## ASSIGNMENT
Each line of the records below that holds "BroadcasterClosed" should be copied out.

## Collected data
--- START ---

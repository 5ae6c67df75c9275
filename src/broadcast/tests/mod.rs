//! Test modules for the broadcast system
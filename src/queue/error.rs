//! Queue Error Types

#[derive(Debug, Clone, PartialEq, Eq, thiserror::Error)]
pub enum QueueError {
    #[error("Queue is empty")]
    Empty,

    #[error("Queue is closed")]
    Closed,

    #[error("Broadcaster is closed")]
    BroadcasterClosed,

    #[error("Queue arbiter failed: {message}")]
    ArbiterFailed { message: String },

    #[error("Invalid queue configuration: {message}")]
    Config { message: String },

    #[error("Operation failed: {message}")]
    OperationFailed { message: String },
}

impl QueueError {
    /// True when a receive attempt found nothing ready on a live queue
    pub fn is_empty(&self) -> bool {
        matches!(self, QueueError::Empty)
    }

    pub fn is_closed(&self) -> bool {
        matches!(self, QueueError::Closed | QueueError::BroadcasterClosed)
    }
}

impl crate::core::error_handling::ContextualError for QueueError {
    fn is_user_actionable(&self) -> bool {
        matches!(self, QueueError::Config { .. })
    }

    fn user_message(&self) -> Option<&str> {
        match self {
            QueueError::Config { message } => Some(message),
            _ => None,
        }
    }
}

/// Result type for queue operations
pub type QueueResult<T> = Result<T, QueueError>;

--- END ---

## COMPLETED EXERCISE
    BroadcasterClosed,
        matches!(self, QueueError::Closed | QueueError::BroadcasterClosed)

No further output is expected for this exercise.